# What cleaning products are best?



## audimad (Jan 7, 2008)

What cleaning products are the best for black. At the moment i use Meguiars but i'm told Swissol or Zymol are excellent?


----------



## redsi72 (Nov 13, 2006)

audimad said:


> What cleaning products are the best for black. At the moment i use Meguiars but i'm told Swissol or Zymol are excellent?


Swissvax is prob king, but loads of options out there.


----------



## davidg (Sep 14, 2002)

redsi72 said:


> au dimad said:
> 
> 
> > What cleaning products are the best for black. At the moment i use Meguiars but i'm told Swissol or Zymol are excellent?
> ...


 [smiley=thumbsup.gif]


----------



## redsi72 (Nov 13, 2006)

davidg said:


> redsi72 said:
> 
> 
> > au dimad said:
> ...


thought long and hard about saying that knowing you might be lurking around


----------



## davidg (Sep 14, 2002)

redsi72 said:


> thought long and hard about saying that knowing you might be lurking around


Well once you have a good prep , swissvax is easy to put on and off lasts a long time no powder no mess, most of all great shine and finish 8) 8) 8) 8) 8) 8) 8) 8) 8) 8)
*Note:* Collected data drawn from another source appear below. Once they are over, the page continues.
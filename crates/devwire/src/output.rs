use std::io::{IsTerminal, Write};
use std::net::SocketAddr;
use std::time::{SystemTime, UNIX_EPOCH};

use clap::ValueEnum;
use comfy_table::{presets::UTF8_FULL, ContentArrangement, Table};
use devwire_frame::Frame;
use serde::Serialize;

#[derive(Clone, Debug, Copy, ValueEnum)]
pub enum OutputFormat {
    Json,
    Table,
    Pretty,
    Raw,
}

impl OutputFormat {
    pub fn default_for_stdout() -> Self {
        if std::io::stdout().is_terminal() {
            Self::Table
        } else {
            Self::Json
        }
    }
}

#[derive(Serialize)]
struct FrameOutput<'a> {
    session: &'a str,
    peer: Option<String>,
    payload_size: usize,
    payload: String,
    timestamp: String,
}

pub fn print_frame(frame: &Frame, session: &str, peer: Option<SocketAddr>, format: OutputFormat) {
    let peer = peer.map(|addr| addr.to_string());
    match format {
        OutputFormat::Json => {
            let out = FrameOutput {
                session,
                peer,
                payload_size: frame.len(),
                payload: payload_preview(frame.payload.as_ref()),
                timestamp: now_unix_seconds(),
            };
            println!(
                "{}",
                serde_json::to_string(&out).unwrap_or_else(|_| "{}".to_string())
            );
        }
        OutputFormat::Table => {
            let mut table = Table::new();
            table
                .load_preset(UTF8_FULL)
                .set_content_arrangement(ContentArrangement::Dynamic)
                .set_header(vec!["SESSION", "PEER", "SIZE", "PAYLOAD"])
                .add_row(vec![
                    session.to_string(),
                    peer.unwrap_or_else(|| "-".to_string()),
                    frame.len().to_string(),
                    payload_preview(frame.payload.as_ref()),
                ]);
            println!("{table}");
        }
        OutputFormat::Pretty => {
            println!(
                "session={} peer={} size={} payload={}",
                session,
                peer.as_deref().unwrap_or("-"),
                frame.len(),
                payload_preview(frame.payload.as_ref())
            );
        }
        OutputFormat::Raw => {
            print_raw(frame.payload.as_ref());
        }
    }
}

pub fn print_raw(data: &[u8]) {
    let mut out = std::io::stdout();
    let _ = out.write_all(data);
    let _ = out.flush();
}

/// UTF-8 payloads verbatim; anything else as escaped bytes.
fn payload_preview(payload: &[u8]) -> String {
    match std::str::from_utf8(payload) {
        Ok(text) => text.to_string(),
        Err(_) => payload.escape_ascii().to_string(),
    }
}

fn now_unix_seconds() -> String {
    SystemTime::now()
        .duration_since(UNIX_EPOCH)
        .map(|d| d.as_secs().to_string())
        .unwrap_or_else(|_| "0".to_string())
}
use std::fmt;
use std::net::{SocketAddr, ToSocketAddrs};
use std::sync::atomic::{AtomicU64, Ordering};

use devwire_transport::{ByteStream, ShutdownHandle, TcpAcceptor};
use tracing::debug;

use crate::config::SessionConfig;
use crate::error::Result;
use crate::session::{Role, Session};

/// Listens for and accepts device client connections.
///
/// The listener holds no per-connection state; every accepted connection
/// becomes an independent server [`Session`].
pub struct SessionListener {
    acceptor: TcpAcceptor,
    config: SessionConfig,
    next_session_id: AtomicU64,
}

impl SessionListener {
    /// Bind to a TCP address. Port 0 picks a free port.
    pub fn bind<A>(addr: A, config: SessionConfig) -> Result<Self>
    where
        A: ToSocketAddrs + fmt::Display,
    {
        let acceptor = TcpAcceptor::bind(addr)?;
        Ok(Self {
            acceptor,
            config,
            next_session_id: AtomicU64::new(1),
        })
    }

    /// Override the configuration given to accepted sessions.
    pub fn with_session_config(mut self, config: SessionConfig) -> Self {
        self.config = config;
        self
    }

    /// Accept the next connection and assign an auto-generated session id.
    ///
    /// Blocks until a client connects or the listener is shut down.
    pub fn accept(&self) -> Result<Session> {
        let id = self.next_session_id.fetch_add(1, Ordering::Relaxed);
        self.accept_with_id(&format!("session-{id}"))
    }

    /// Accept the next connection and use an explicit session id.
    pub fn accept_with_id(&self, session_id: &str) -> Result<Session> {
        let stream = self.acceptor.accept()?;
        debug!(session = session_id, peer = ?stream.peer_addr(), "accepted");
        Session::from_stream(session_id, Role::Server, stream, self.config.clone())
    }

    /// Bound address.
    pub fn local_addr(&self) -> SocketAddr {
        self.acceptor.local_addr()
    }

    /// A handle that cancels pending and future accepts.
    pub fn shutdown_handle(&self) -> ShutdownHandle {
        self.acceptor.shutdown_handle()
    }

    /// Configuration handed to accepted sessions.
    pub fn config(&self) -> &SessionConfig {
        &self.config
    }
}

impl fmt::Debug for SessionListener {
    fn fmt(&self, f: &mut fmt::Formatter<'_>) -> fmt::Result {
        f.debug_struct("SessionListener")
            .field("local_addr", &self.local_addr())
            .finish()
    }
}
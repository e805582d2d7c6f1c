use std::fmt;
use std::io::{ErrorKind, Read, Write};
use std::net::{Shutdown, SocketAddr, TcpListener, TcpStream, ToSocketAddrs};
use std::sync::atomic::{AtomicBool, Ordering};
use std::sync::Arc;
use std::time::Duration;

use tracing::{debug, info};

use crate::error::{Result, TransportError};
use crate::traits::{closed_error, ByteStream, CloseHandle};

/// How often a pending accept re-checks its shutdown flag.
const ACCEPT_POLL_INTERVAL: Duration = Duration::from_millis(20);

/// A connected TCP byte stream.
pub struct TcpByteStream {
    stream: TcpStream,
    handle: CloseHandle,
}

impl TcpByteStream {
    /// Wrap a connected std TCP stream.
    pub fn from_std(stream: TcpStream) -> Result<Self> {
        let closer = stream.try_clone()?;
        let handle = CloseHandle::with_shutdown(move || match closer.shutdown(Shutdown::Both) {
            Ok(()) => Ok(()),
            // Peer already gone; nothing left to shut down.
            Err(err) if err.kind() == ErrorKind::NotConnected => Ok(()),
            Err(err) => Err(err),
        });
        Ok(Self { stream, handle })
    }

    /// Local address of this end of the connection.
    pub fn local_addr(&self) -> Result<SocketAddr> {
        Ok(self.stream.local_addr()?)
    }
}

impl Read for TcpByteStream {
    fn read(&mut self, buf: &mut [u8]) -> std::io::Result<usize> {
        if self.handle.is_closed() {
            return Err(closed_error());
        }
        self.stream.read(buf)
    }
}

impl Write for TcpByteStream {
    fn write(&mut self, buf: &[u8]) -> std::io::Result<usize> {
        if self.handle.is_closed() {
            return Err(closed_error());
        }
        self.stream.write(buf)
    }

    fn flush(&mut self) -> std::io::Result<()> {
        if self.handle.is_closed() {
            return Err(closed_error());
        }
        self.stream.flush()
    }
}

impl ByteStream for TcpByteStream {
    fn set_read_timeout(&self, timeout: Option<Duration>) -> Result<()> {
        self.stream.set_read_timeout(timeout).map_err(Into::into)
    }

    fn set_write_timeout(&self, timeout: Option<Duration>) -> Result<()> {
        self.stream.set_write_timeout(timeout).map_err(Into::into)
    }

    fn try_clone(&self) -> Result<Self> {
        Ok(Self {
            stream: self.stream.try_clone()?,
            handle: self.handle.clone(),
        })
    }

    fn peer_addr(&self) -> Option<SocketAddr> {
        self.stream.peer_addr().ok()
    }

    fn close_handle(&self) -> CloseHandle {
        self.handle.clone()
    }
}

impl fmt::Debug for TcpByteStream {
    fn fmt(&self, f: &mut fmt::Formatter<'_>) -> fmt::Result {
        f.debug_struct("TcpByteStream")
            .field("peer", &self.stream.peer_addr().ok())
            .field("closed", &self.handle.is_closed())
            .finish()
    }
}

/// Connect to `addr`, trying every resolved socket address in turn.
///
/// With `timeout` set, each attempt is bounded by it; refusal, timeout and
/// unreachable hosts all surface as [`TransportError::Connect`].
pub fn connect<A>(addr: A, timeout: Option<Duration>) -> Result<TcpByteStream>
where
    A: ToSocketAddrs + fmt::Display,
{
    let described = addr.to_string();
    let candidates = addr
        .to_socket_addrs()
        .map_err(|source| TransportError::Connect {
            addr: described.clone(),
            source,
        })?;

    let mut last_err = None;
    for candidate in candidates {
        let attempt = match timeout {
            Some(timeout) => TcpStream::connect_timeout(&candidate, timeout),
            None => TcpStream::connect(candidate),
        };
        match attempt {
            Ok(stream) => {
                debug!(addr = %described, peer = %candidate, "connected");
                return TcpByteStream::from_std(stream);
            }
            Err(err) => {
                debug!(addr = %described, peer = %candidate, error = %err, "connect attempt failed");
                last_err = Some(err);
            }
        }
    }

    match last_err {
        Some(source) => Err(TransportError::Connect {
            addr: described,
            source,
        }),
        None => Err(TransportError::Resolve { addr: described }),
    }
}

/// Listens for TCP connections.
///
/// Accepting blocks until a peer connects or the acceptor is shut down via
/// its [`ShutdownHandle`].
pub struct TcpAcceptor {
    listener: TcpListener,
    local_addr: SocketAddr,
    shutdown: ShutdownHandle,
}

impl TcpAcceptor {
    /// Bind and listen on `addr`. Port 0 picks a free port.
    pub fn bind<A>(addr: A) -> Result<Self>
    where
        A: ToSocketAddrs + fmt::Display,
    {
        let described = addr.to_string();
        let listener = TcpListener::bind(addr).map_err(|source| TransportError::Bind {
            addr: described.clone(),
            source,
        })?;
        // Non-blocking so a pending accept can observe shutdown.
        listener
            .set_nonblocking(true)
            .map_err(|source| TransportError::Bind {
                addr: described.clone(),
                source,
            })?;
        let local_addr = listener.local_addr()?;

        info!(addr = %local_addr, "listening on tcp socket");

        Ok(Self {
            listener,
            local_addr,
            shutdown: ShutdownHandle::default(),
        })
    }

    /// Accept an incoming connection (blocking).
    pub fn accept(&self) -> Result<TcpByteStream> {
        loop {
            if self.shutdown.is_shutdown() {
                return Err(TransportError::Shutdown);
            }
            match self.listener.accept() {
                Ok((stream, peer)) => {
                    // Some platforms hand out sockets inheriting the listener's mode.
                    stream.set_nonblocking(false).map_err(TransportError::Accept)?;
                    debug!(%peer, "accepted connection");
                    return TcpByteStream::from_std(stream);
                }
                Err(err) if err.kind() == ErrorKind::WouldBlock => {
                    std::thread::sleep(ACCEPT_POLL_INTERVAL);
                }
                Err(err) if err.kind() == ErrorKind::Interrupted => continue,
                Err(err) => return Err(TransportError::Accept(err)),
            }
        }
    }

    /// The address this acceptor is bound to.
    pub fn local_addr(&self) -> SocketAddr {
        self.local_addr
    }

    /// A handle that stops pending and future accepts.
    pub fn shutdown_handle(&self) -> ShutdownHandle {
        self.shutdown.clone()
    }
}

impl fmt::Debug for TcpAcceptor {
    fn fmt(&self, f: &mut fmt::Formatter<'_>) -> fmt::Result {
        f.debug_struct("TcpAcceptor")
            .field("local_addr", &self.local_addr)
            .field("shutdown", &self.shutdown.is_shutdown())
            .finish()
    }
}

/// Cancels a [`TcpAcceptor`] from another thread.
#[derive(Debug, Clone, Default)]
pub struct ShutdownHandle {
    flag: Arc<AtomicBool>,
}

impl ShutdownHandle {
    /// Stop accepting. Pending accepts return [`TransportError::Shutdown`].
    pub fn shutdown(&self) {
        self.flag.store(true, Ordering::SeqCst);
    }

    /// Whether shutdown has been requested.
    pub fn is_shutdown(&self) -> bool {
        self.flag.load(Ordering::SeqCst)
    }
}

#[cfg(test)]
mod tests {
    use std::time::Instant;

    use super::*;

    fn loopback_pair() -> (TcpByteStream, TcpByteStream) {
        let acceptor = TcpAcceptor::bind("127.0.0.1:0").unwrap();
        let addr = acceptor.local_addr();
        let handle = std::thread::spawn(move || connect(addr, Some(Duration::from_secs(2))).unwrap());
        let server = acceptor.accept().unwrap();
        let client = handle.join().unwrap();
        (client, server)
    }

    #[test]
    fn test_bind_accept_connect() {
        let (mut client, mut server) = loopback_pair();

        client.write_all(b"hello").unwrap();
        let mut buf = [0u8; 5];
        server.read_exact(&mut buf).unwrap();
        assert_eq!(&buf, b"hello");

        assert_eq!(server.peer_addr(), client.local_addr().ok());
    }

    #[test]
    fn test_connect_refused() {
        // Grab a free port, then release it so nothing is listening there.
        let port = {
            let listener = TcpListener::bind("127.0.0.1:0").unwrap();
            listener.local_addr().unwrap().port()
        };

        let result = connect(format!("127.0.0.1:{port}"), Some(Duration::from_millis(500)));
        assert!(matches!(result, Err(TransportError::Connect { .. })));
    }

    #[test]
    fn test_connect_unresolvable_address() {
        let result = connect("not a socket address", None);
        assert!(matches!(result, Err(TransportError::Connect { .. })));
    }

    #[test]
    fn test_closed_stream_rejects_io() {
        let (mut client, _server) = loopback_pair();

        client.close().unwrap();
        client.close().unwrap();

        assert!(client.is_closed());
        let err = client.write(b"x").unwrap_err();
        assert_eq!(err.kind(), ErrorKind::NotConnected);
        let mut buf = [0u8; 1];
        let err = client.read(&mut buf).unwrap_err();
        assert_eq!(err.kind(), ErrorKind::NotConnected);
    }

    #[test]
    fn test_clone_shares_closed_state() {
        let (client, _server) = loopback_pair();
        let mut clone = client.try_clone().unwrap();

        client.close_handle().close().unwrap();
        assert!(clone.is_closed());
        assert!(clone.write(b"x").is_err());
    }

    #[test]
    fn test_close_handle_unblocks_reader() {
        let (client, _server) = loopback_pair();
        let mut reader = client.try_clone().unwrap();
        let handle = client.close_handle();

        let blocked = std::thread::spawn(move || {
            let mut buf = [0u8; 16];
            reader.read(&mut buf)
        });

        std::thread::sleep(Duration::from_millis(50));
        let start = Instant::now();
        handle.close().unwrap();

        // Either EOF from the shutdown or a closed-stream error is fine.
        let outcome = blocked.join().unwrap();
        assert!(matches!(outcome, Ok(0) | Err(_)));
        assert!(start.elapsed() < Duration::from_secs(2));
    }

    #[test]
    fn test_read_timeout_reports_would_block() {
        let (mut client, _server) = loopback_pair();
        client
            .set_read_timeout(Some(Duration::from_millis(20)))
            .unwrap();

        let mut buf = [0u8; 4];
        let err = client.read(&mut buf).unwrap_err();
        assert!(matches!(
            err.kind(),
            ErrorKind::WouldBlock | ErrorKind::TimedOut
        ));
    }

    #[test]
    fn test_shutdown_cancels_accept() {
        let acceptor = TcpAcceptor::bind("127.0.0.1:0").unwrap();
        let shutdown = acceptor.shutdown_handle();

        let pending = std::thread::spawn(move || acceptor.accept());
        std::thread::sleep(Duration::from_millis(50));
        shutdown.shutdown();

        let result = pending.join().unwrap();
        assert!(matches!(result, Err(TransportError::Shutdown)));
    }

    #[test]
    fn test_bind_rejects_address_in_use() {
        let first = TcpAcceptor::bind("127.0.0.1:0").unwrap();
        let result = TcpAcceptor::bind(first.local_addr());
        assert!(matches!(result, Err(TransportError::Bind { .. })));
    }
}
As for lurking ,,, better than spying , as you did again on Saturday :wink: :wink: :wink: cant PC undisturbed :roll: :roll: :roll: :roll: :wink:


----------



## redsi72 (Nov 13, 2006)

Yeh,
noticed you needed your shades, was it the shine off the van?  dodo light fantastic over white diamond glaze is ace 8) 8)


----------